I've been in the community for a little over a year now. Had some ups and downs, tons of successes, overall having reinvented myself to where I wouldn't recognize the old me. What lead me to joining the community was a 5 year unhealthy, manipulating relationship with an older married woman. I met her when I was 16, and the relationship started when I was 19. She was the person I legitimately had sex with. Not the cop out of penetration so technically I lost my virginity, which had happened before. I ended it FINALLY shortly after I entered the PUA world. Still to this day I'm realizing things she had put in my head of self doubt/ and lack of worth.
My first real girlfriend, and I say that because it was out of high school and not an affair, was this past summer/fall. I fell head over heals. We were in an open relationship, and I had told her about pick up. Taught her tricks of the trade, methods, showed her my notes, everything! She knew I had a rough past, and occasionally it came up with us talking about it. Our first week as a couple, a buddy and I had a threesome with her. I was so ecstatic that I found someone willing to have a series of crazy adventures lodged in sexual domination of the town we lived in. The time we spent together was very short. She again was a manipulative woman, using everything I had showed her and told her about myself against me, toward the end. She basically out-gamed me and all my PUA friends. Even my friend and student who I taught game too, who is a woman, didn't catch any of it. Took me a couple months to recover. I rarely could get a number, and if I did couldn't close the deal.
Finally, things started to pick up. I was ruling the rooms left and right, back on my high horse. I'd be lying if I said she wasn't still on my mind at that point, but it was more so out of anger. I wanted to bump into her again, one girl on each arm, so she could see how I rose above her. More practiced, better health, the works. I think that anger is finally what brought me back. But as the quote says (paraphrased), 'Holding onto anger about someone, is like drinking poison and expecting them to die.'
Then I met another girl. We started to hang out and she eventually dumped her boyfriend at the time, who is a class A douche bag, to pursue things with me. This girl felt inferior to me. She generally prefers to be the smart one in a relationship, so having me around was a little unnerving. The sex really wasn't that great, but unlike my last girlfriend who inflamed my deviant side, this girl ignited my passionate side.
I had learned my lesson from before. I completely left out any suggestion at pick-up, letting her think I was just a sly womanizing Barney Stinson type (we both love the show). I didn't fall head over heals this time, however this left me open to get to know her as a person. We have tons in common.

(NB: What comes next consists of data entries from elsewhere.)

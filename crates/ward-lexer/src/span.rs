use std::fmt;
use std::sync::Arc;

/// Names the input a span points into.
///
/// Cheap to clone: every span produced from one input shares the same name.
#[derive(Debug, Clone, PartialEq, Eq, Hash)]
pub struct SourceId(Arc<str>);

impl SourceId {
    pub fn new(name: impl Into<Arc<str>>) -> Self {
        Self(name.into())
    }

    pub fn name(&self) -> &str {
        &self.0
    }

    /// The last path segment of the name, for compact diagnostics.
    pub fn short_name(&self) -> &str {
        self.0
            .rsplit(|c: char| c == '/' || c == '\\')
            .next()
            .unwrap_or(&self.0)
    }
}

impl fmt::Display for SourceId {
    fn fmt(&self, f: &mut fmt::Formatter<'_>) -> fmt::Result {
        f.write_str(self.short_name())
    }
}

/// The range of characters in one input occupied by a token or node.
///
/// Lines and columns are 1-based. Offsets count characters from the start of
/// the input and are 0-based. Start is inclusive, end is exclusive, so
/// `length()` is the number of characters covered.
#[derive(Debug, Clone, PartialEq, Eq, Hash)]
pub struct Span {
    source: SourceId,
    start_line: usize,
    start_column: usize,
    start_offset: usize,
    end_line: usize,
    end_column: usize,
    end_offset: usize,
}

impl Span {
    /// An empty span at a single point.
    pub fn point(source: SourceId, line: usize, column: usize, offset: usize) -> Self {
        Self {
            source,
            start_line: line,
            start_column: column,
            start_offset: offset,
            end_line: line,
            end_column: column,
            end_offset: offset,
        }
    }

    pub fn start_of_file(source: SourceId) -> Self {
        Self::point(source, 1, 1, 0)
    }

    /// Position attached to synthesized nodes that have no source text.
    pub fn predefined() -> Self {
        Self::point(SourceId::new("predefined"), 0, 0, 0)
    }

    /// The smallest span covering both `a` and `b`.
    ///
    /// Spans from different inputs cannot be merged; `a` is returned as is.
    pub fn span(a: &Span, b: &Span) -> Span {
        if a.source != b.source {
            return a.clone();
        }
        let start = if b.start_offset < a.start_offset { b } else { a };
        let end = if b.end_offset > a.end_offset { b } else { a };
        Span {
            source: a.source.clone(),
            start_line: start.start_line,
            start_column: start.start_column,
            start_offset: start.start_offset,
            end_line: end.end_line,
            end_column: end.end_column,
            end_offset: end.end_offset,
        }
    }

    /// The gap running from the end of `a` to the start of `b`.
    ///
    /// `a` is expected to end before `b` starts. Overlapping or reversed
    /// arguments give a span whose [`length`](Self::length) is zero.
    pub fn between(a: &Span, b: &Span) -> Span {
        Span {
            source: a.source.clone(),
            start_line: a.end_line,
            start_column: a.end_column,
            start_offset: a.end_offset,
            end_line: b.start_line,
            end_column: b.start_column,
            end_offset: b.start_offset,
        }
    }

    pub fn start_of(span: &Span) -> Span {
        Self::point(
            span.source.clone(),
            span.start_line,
            span.start_column,
            span.start_offset,
        )
    }

    pub fn end_of(span: &Span) -> Span {
        Self::point(
            span.source.clone(),
            span.end_line,
            span.end_column,
            span.end_offset,
        )
    }

    pub fn source(&self) -> &SourceId {
        &self.source
    }

    pub fn start_line(&self) -> usize {
        self.start_line
    }

    pub fn start_column(&self) -> usize {
        self.start_column
    }

    pub fn start_offset(&self) -> usize {
        self.start_offset
    }

    pub fn end_line(&self) -> usize {
        self.end_line
    }

    pub fn end_column(&self) -> usize {
        self.end_column
    }

    pub fn end_offset(&self) -> usize {
        self.end_offset
    }

    /// Characters covered; zero when the end lies before the start.
    pub fn length(&self) -> usize {
        self.end_offset.saturating_sub(self.start_offset)
    }

    pub fn is_empty(&self) -> bool {
        self.start_offset == self.end_offset
    }
}

impl fmt::Display for Span {
    fn fmt(&self, f: &mut fmt::Formatter<'_>) -> fmt::Result {
        write!(
            f,
            "{}:{}+{}@{}",
            self.source, self.start_line, self.start_column, self.start_offset
        )?;
        if !self.is_empty() {
            f.write_str(" - ")?;
            if self.end_line != self.start_line {
                write!(f, "{}+", self.end_line)?;
            }
            write!(f, "{}@{}", self.end_column, self.end_offset)?;
        }
        Ok(())
    }
}

/// Per-character position accumulator used inside char streams.
///
/// Updated in place on every read so streams never build a `Span` per
/// character. Convert with [`MutablePosition::to_span`] before attaching a
/// position to a token or node.
#[derive(Debug, Clone, PartialEq, Eq)]
pub struct MutablePosition {
    source: SourceId,
    line: usize,
    column: usize,
    offset: usize,
    after_cr: bool,
}

impl MutablePosition {
    pub fn new(source: SourceId) -> Self {
        Self {
            source,
            line: 1,
            column: 1,
            offset: 0,
            after_cr: false,
        }
    }

    /// Starts accumulating at the start of `span`.
    pub fn at(span: &Span) -> Self {
        Self {
            source: span.source.clone(),
            line: span.start_line,
            column: span.start_column,
            offset: span.start_offset,
            after_cr: false,
        }
    }

    /// Moves past `ch`. `\r`, `\n` and `\r\n` each end exactly one line.
    pub fn advance(&mut self, ch: char) {
        self.offset += 1;
        self.column += 1;
        match ch {
            '\n' if self.after_cr => {
                self.column = 1;
            }
            '\n' | '\r' => {
                self.line += 1;
                self.column = 1;
            }
            _ => {}
        }
        self.after_cr = ch == '\r';
    }

    pub fn line(&self) -> usize {
        self.line
    }

    pub fn column(&self) -> usize {
        self.column
    }

    pub fn offset(&self) -> usize {
        self.offset
    }

    pub fn to_span(&self) -> Span {
        Span::point(self.source.clone(), self.line, self.column, self.offset)
    }
}

impl fmt::Display for MutablePosition {
    fn fmt(&self, f: &mut fmt::Formatter<'_>) -> fmt::Result {
        write!(
            f,
            "{}:{}+{}@{}",
            self.source, self.line, self.column, self.offset
        )
    }
}
//! Ward Tree
//!
//! A mutable parse tree for rewrite passes. Nodes live in an arena owned by a
//! [`Tree`] and are addressed by [`NodeId`]; a node has a payload, a source
//! span, an ordered child list, attached comments and typed attributes.
//!
//! Child lists are copy-on-write: [`Tree::children`] hands out a snapshot that
//! stays stable while the tree is edited. Edits are grouped into a
//! [`Mutation`] that either commits every change or rolls all of them back.
//! Traversals ([`Tree::visit_pre_order`], [`Tree::visit_post_order`],
//! [`Tree::visit_breadth_first`]) let the visitor edit the subtree it is
//! walking.
//!
//! ```
//! use ward_lexer::{ScriptTokenKind, Span};
//! use ward_tree::{NodeValue, Tree};
//!
//! #[derive(Debug, Clone, PartialEq)]
//! struct Stmt(&'static str);
//!
//! impl NodeValue for Stmt {
//!     type CommentKind = ScriptTokenKind;
//! }
//!
//! let mut tree = Tree::new();
//! let block = tree.add_node(Stmt("block"), Span::predefined());
//! let a = tree.add_node(Stmt("a"), Span::predefined());
//! let b = tree.add_node(Stmt("b"), Span::predefined());
//! tree.append_child(block, a).unwrap();
//! tree.insert_before(block, b, Some(a)).unwrap();
//! assert_eq!(tree.child_ids(block), &[b, a]);
//! ```

pub mod attributes;
pub mod mutation;
pub mod node;
pub mod tree;
pub mod visit;

pub use attributes::{AttributeKey, Attributes};
pub use mutation::Mutation;
pub use node::{NodeId, NodeValue};
pub use tree::Tree;
pub use visit::AncestorChain;

/// A structural edit that could not be made.
///
/// These are programming errors in the caller. A failed [`Mutation`] has
/// already restored the tree by the time one of these is returned.
#[derive(Debug, Clone, PartialEq, Eq, thiserror::Error)]
pub enum TreeError {
    #[error("{child} is not a child of {parent}")]
    NotAChild { parent: NodeId, child: NodeId },

    #[error("{child} is already a child of {parent}")]
    AlreadyPresent { parent: NodeId, child: NodeId },

    #[error("{node} is already attached to another parent")]
    AlreadyAttached { node: NodeId },

    #[error("adding {node} under {parent} would create a cycle")]
    Cycle { parent: NodeId, node: NodeId },

    #[error("{node} is frozen")]
    Frozen { node: NodeId },

    #[error("{parent} does not accept {child} as a child")]
    RejectedChild { parent: NodeId, child: NodeId },

    /// Rolling back a mutation found the child list in a state the change log
    /// does not explain.
    #[error("rollback found {child} out of place under {parent}")]
    Inconsistent { parent: NodeId, child: NodeId },
}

Then an old flame came back into the picture. We talked about it. She doesn't have hopes it's going to work out but she wants to pursue it again, because of how it ended previously. I was fucked. It's common knowledge that I am a do what you want type person, forgoing what is expected of you. I could have talked her out of it. She even said that I was the only person who could talk her out of it. Yet if I did, while getting what I wanted, all value would have been lost completely contradicting my identity. I told her to go for it. Putting myself back at square one. I did however in the same conversation convinced her to go the school I'm transfering too, move with me and my friend/game mentor, and completely go against all her initial plans. I set the whole thing up very nicely I feel. We continue our friendship, I can pull back while still building rapport. She even put in for a day off to go as my plus one to a friends wedding. Told me today in a text conversation.

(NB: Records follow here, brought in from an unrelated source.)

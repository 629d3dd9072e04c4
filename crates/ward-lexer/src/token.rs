use std::fmt;

use crate::span::Span;
use crate::{LexerError, MessageKind, ParseError};

/// Token classification for HTML and XML markup.
#[derive(Debug, Clone, Copy, PartialEq, Eq, Hash)]
pub enum MarkupTokenKind {
    /// `<name` or `</name`, including the angle bracket.
    TagStart,
    /// `>` or `/>` closing a tag.
    TagEnd,
    Text,
    /// A quoted attribute value, quotes included.
    QuotedString,
    Comment,
    Cdata,
    /// `<!DOCTYPE ...>` and processing instructions.
    Directive,
    /// `<% ... %>` blocks.
    ServerCode,
    /// Whitespace inside a tag.
    Ignorable,
    /// Content of a raw-text element such as `script` or `style`.
    Unescaped,
    AttrName,
    AttrValue,
}

/// Token classification for JavaScript.
#[derive(Debug, Clone, Copy, PartialEq, Eq, Hash)]
pub enum ScriptTokenKind {
    /// Identifiers, and numerals before classification.
    Word,
    Keyword,
    Integer,
    Float,
    /// A string literal, quotes included.
    String,
    /// A regular expression literal, slashes and flags included.
    Regexp,
    Punctuation,
    Comment,
}

/// A token produced by a lexer.
///
/// Carries the exact source text it was built from; lexers never normalize
/// text, so `span.length()` is the number of characters in `text` unless an
/// escape-decoding stream sits below the lexer.
#[derive(Debug, Clone, PartialEq, Eq)]
pub struct Token<K> {
    pub text: String,
    pub kind: K,
    pub span: Span,
}

impl<K> Token<K> {
    pub fn new(text: impl Into<String>, kind: K, span: Span) -> Self {
        Self {
            text: text.into(),
            kind,
            span,
        }
    }

    /// The same text and span under a different kind.
    pub fn reclassify(self, kind: K) -> Self {
        Self { kind, ..self }
    }
}

impl<K: fmt::Debug> fmt::Display for Token<K> {
    fn fmt(&self, f: &mut fmt::Formatter<'_>) -> fmt::Result {
        write!(f, "{:?} {:?} @ {}", self.kind, self.text, self.span)
    }
}

/// Forward-only, single-pass source of tokens.
pub trait TokenStream {
    type Kind;

    /// Whether another token is available. May read from the input.
    fn has_next(&mut self) -> Result<bool, LexerError>;

    /// The next token. Calling this on an exhausted stream is an
    /// [`MessageKind::EndOfInput`] error.
    fn next_token(&mut self) -> Result<Token<Self::Kind>, LexerError>;
}

pub(crate) fn end_of_input(span: Span) -> LexerError {
    ParseError::new(MessageKind::EndOfInput, span, Vec::new()).into()
}
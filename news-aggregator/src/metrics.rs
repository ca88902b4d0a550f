use crate::types::{MetricEvent, MetricsSink};
use std::future::Future;
use std::time::Instant;
use tokio::sync::mpsc;
use tracing::{debug, info};

/// Writes every event to the log.
#[derive(Debug, Default, Clone, Copy)]
pub struct TracingMetrics;

impl MetricsSink for TracingMetrics {
    fn record(&self, event: MetricEvent) {
        match event {
            MetricEvent::Request { method, endpoint, status_code, duration } => {
                debug!(%method, %endpoint, status_code, elapsed_ms = duration.as_millis() as u64, "request");
            }
            MetricEvent::Source { source, duration } => {
                info!(%source, elapsed_ms = duration.as_millis() as u64, "source processed");
            }
            MetricEvent::ArticlesProcessed { source, count } => {
                info!(%source, count, "articles processed");
            }
            MetricEvent::DbOperation { operation, duration } => {
                debug!(%operation, elapsed_ms = duration.as_millis() as u64, "db operation");
            }
            MetricEvent::Run { duration, sources, inserted } => {
                info!(sources, inserted, elapsed_ms = duration.as_millis() as u64, "ingestion run finished");
            }
        }
    }
}

/// Forwards events to an exporter task. Events are dropped once the
/// receiver is gone.
#[derive(Debug, Clone)]
pub struct ChannelMetrics {
    tx: mpsc::UnboundedSender<MetricEvent>,
}

impl ChannelMetrics {
    pub fn new() -> (Self, mpsc::UnboundedReceiver<MetricEvent>) {
        let (tx, rx) = mpsc::unbounded_channel();
        (Self { tx }, rx)
    }
}

impl MetricsSink for ChannelMetrics {
    fn record(&self, event: MetricEvent) {
        let _ = self.tx.send(event);
    }
}

/// Await `operation` and report its duration as a db operation.
pub async fn timed_db<T, F>(metrics: &dyn MetricsSink, name: &str, operation: F) -> T
where
    F: Future<Output = T>,
{
    let started = Instant::now();
    let result = operation.await;
    metrics.record_db_operation(name, started.elapsed());
    result
}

"It's a good thing we are going to be roommates or this whole "boyfriend" business could really get in the way of my 'John' time."
"Indeed it could. And neither of us want that to happen!"

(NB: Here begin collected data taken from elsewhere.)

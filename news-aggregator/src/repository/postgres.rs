use super::{ArticleRepository, ArticleSession};
use crate::types::{AggregatorError, Article, InsertOutcome, NewArticle, Result};
use async_trait::async_trait;
use backoff::{backoff::Backoff, exponential::ExponentialBackoff};
use chrono::{DateTime, Utc};
use sqlx::postgres::{PgPool, PgRow};
use sqlx::{Postgres, Row, Transaction};
use std::time::Duration;
use tracing::{debug, info, warn};

const TITLE_MAX_CHARS: usize = 300;
const SOURCE_MAX_CHARS: usize = 50;

const ARTICLE_COLUMNS: &str = "id, title, url, source, content, summary, created_at, updated_at";

#[derive(Clone)]
pub struct PgArticleRepository {
    db: PgPool,
}

impl PgArticleRepository {
    /// Connect, retrying with exponential backoff up to `max_attempts` times.
    pub async fn connect(database_url: &str, max_attempts: u32) -> Result<Self> {
        let mut backoff: ExponentialBackoff<backoff::SystemClock> = ExponentialBackoff {
            current_interval: Duration::from_millis(500),
            initial_interval: Duration::from_millis(500),
            max_interval: Duration::from_secs(16),
            multiplier: 2.0,
            max_elapsed_time: Some(Duration::from_secs(120)),
            ..Default::default()
        };

        let mut attempt = 1;
        loop {
            match PgPool::connect(database_url).await {
                Ok(db) => {
                    info!("Connected to database after {} attempt(s)", attempt);
                    return Ok(Self { db });
                }
                Err(e) if attempt < max_attempts => {
                    let Some(delay) = backoff.next_backoff() else {
                        return Err(e.into());
                    };
                    warn!("Database connect attempt {} failed, retrying in {:?}: {}", attempt, delay, e);
                    tokio::time::sleep(delay).await;
                    attempt += 1;
                }
                Err(e) => return Err(e.into()),
            }
        }
    }

    pub fn from_pool(db: PgPool) -> Self {
        Self { db }
    }

    pub async fn setup_schema(&self) -> Result<()> {
        sqlx::query(
            r#"
            CREATE TABLE IF NOT EXISTS articles (
                id BIGSERIAL PRIMARY KEY,
                title VARCHAR(300) NOT NULL,
                url TEXT NOT NULL UNIQUE,
                source VARCHAR(50) NOT NULL,
                content TEXT,
                summary TEXT,
                created_at TIMESTAMP WITH TIME ZONE NOT NULL DEFAULT NOW(),
                updated_at TIMESTAMP WITH TIME ZONE
            )
            "#,
        )
        .execute(&self.db)
        .await?;

        sqlx::query(
            "CREATE INDEX IF NOT EXISTS ix_articles_source_created_at ON articles (source, created_at)",
        )
        .execute(&self.db)
        .await?;

        sqlx::query("CREATE INDEX IF NOT EXISTS ix_articles_created_at ON articles (created_at)")
            .execute(&self.db)
            .await?;

        debug!("Article schema ready");
        Ok(())
    }

    pub async fn close(&self) {
        self.db.close().await;
    }
}

#[async_trait]
impl ArticleRepository for PgArticleRepository {
    async fn session(&self) -> Result<Box<dyn ArticleSession>> {
        Ok(Box::new(PgArticleSession {
            db: self.db.clone(),
            tx: None,
        }))
    }

    async fn find_by_url(&self, url: &str) -> Result<Option<Article>> {
        let row = sqlx::query(&format!("SELECT {} FROM articles WHERE url = $1", ARTICLE_COLUMNS))
            .bind(url)
            .fetch_optional(&self.db)
            .await?;

        row.as_ref().map(article_from_row).transpose()
    }

    async fn recent(&self, limit: usize) -> Result<Vec<Article>> {
        let rows = sqlx::query(&format!(
            "SELECT {} FROM articles ORDER BY created_at DESC, id DESC LIMIT $1",
            ARTICLE_COLUMNS
        ))
        .bind(limit as i64)
        .fetch_all(&self.db)
        .await?;

        rows.iter().map(article_from_row).collect()
    }

    async fn by_source(&self, source: &str, limit: usize) -> Result<Vec<Article>> {
        let rows = sqlx::query(&format!(
            "SELECT {} FROM articles WHERE source = $1 ORDER BY created_at DESC, id DESC LIMIT $2",
            ARTICLE_COLUMNS
        ))
        .bind(source)
        .bind(limit as i64)
        .fetch_all(&self.db)
        .await?;

        rows.iter().map(article_from_row).collect()
    }
}

/// One transaction per batch, begun on first use. Dropping an open
/// transaction rolls it back.
struct PgArticleSession {
    db: PgPool,
    tx: Option<Transaction<'static, Postgres>>,
}

impl PgArticleSession {
    async fn transaction(&mut self) -> Result<&mut Transaction<'static, Postgres>> {
        if self.tx.is_none() {
            self.tx = Some(self.db.begin().await?);
        }
        self.tx
            .as_mut()
            .ok_or_else(|| AggregatorError::Persistence("transaction not open".to_string()))
    }
}

#[async_trait]
impl ArticleSession for PgArticleSession {
    async fn exists(&mut self, url: &str) -> Result<bool> {
        let tx = self.transaction().await?;
        let row = sqlx::query("SELECT EXISTS(SELECT 1 FROM articles WHERE url = $1) AS found")
            .bind(url)
            .fetch_one(&mut **tx)
            .await?;
        Ok(row.try_get("found")?)
    }

    async fn insert(&mut self, article: NewArticle) -> Result<InsertOutcome> {
        let tx = self.transaction().await?;
        let row = sqlx::query(&format!(
            r#"
            INSERT INTO articles (title, url, source, content, summary)
            VALUES ($1, $2, $3, $4, $5)
            ON CONFLICT (url) DO NOTHING
            RETURNING {}
            "#,
            ARTICLE_COLUMNS
        ))
        .bind(truncate_chars(&article.title, TITLE_MAX_CHARS))
        .bind(&article.url)
        .bind(truncate_chars(&article.source, SOURCE_MAX_CHARS))
        .bind(&article.content)
        .bind(&article.summary)
        .fetch_optional(&mut **tx)
        .await?;

        match row {
            Some(row) => Ok(InsertOutcome::Inserted(article_from_row(&row)?)),
            None => {
                debug!("Article already stored: {}", article.url);
                Ok(InsertOutcome::AlreadyExists)
            }
        }
    }

    /// Conflicts surface at insert time through `ON CONFLICT`, so nothing is
    /// ever dropped here.
    async fn commit(&mut self) -> Result<usize> {
        if let Some(tx) = self.tx.take() {
            tx.commit().await?;
        }
        Ok(0)
    }

    async fn rollback(&mut self) -> Result<()> {
        if let Some(tx) = self.tx.take() {
            tx.rollback().await?;
        }
        Ok(())
    }
}

fn article_from_row(row: &PgRow) -> Result<Article> {
    Ok(Article {
        id: row.try_get("id")?,
        title: row.try_get("title")?,
        url: row.try_get("url")?,
        source: row.try_get("source")?,
        content: row.try_get::<Option<String>, _>("content")?.unwrap_or_default(),
        summary: row.try_get::<Option<String>, _>("summary")?.unwrap_or_default(),
        created_at: row.try_get::<DateTime<Utc>, _>("created_at")?,
        updated_at: row.try_get::<Option<DateTime<Utc>>, _>("updated_at")?,
    })
}

fn truncate_chars(value: &str, max: usize) -> &str {
    match value.char_indices().nth(max) {
        Some((idx, _)) => &value[..idx],
        None => value,
    }
}

#[cfg(test)]
mod tests {
    use super::*;

    #[test]
    fn truncation_respects_char_boundaries() {
        assert_eq!(truncate_chars("héllo", 2), "hé");
        assert_eq!(truncate_chars("short", 300), "short");
        assert_eq!(truncate_chars("", 3), "");
    }
}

"No. In that case, I'd have to kick him to the curb."
Sounds pretty solid, right?
Here's my issue. I am a completely impatient bastard. I can deal with her fucking some other guy, shit I'll be going out getting my own strange. But now I have to share her 'emotionally' so to speak. She's working out hardcore getting an even more attractive body and this asshole is in the way of my experiencing that as well, which is annoying, and she's not the cheating type (which I actually do respect). Now that I come to think of it, whats irking me is how to dominate the situation without hurting my value. I can't be the aggressive person anymore as I was before. That was one of her main issues with me, which by no means will I change myself for anyone, but I need to know how to work around it. I let this shit happen to me and man does it piss me off.
Anyway, that is my story. I would love to hear your guy's thoughts.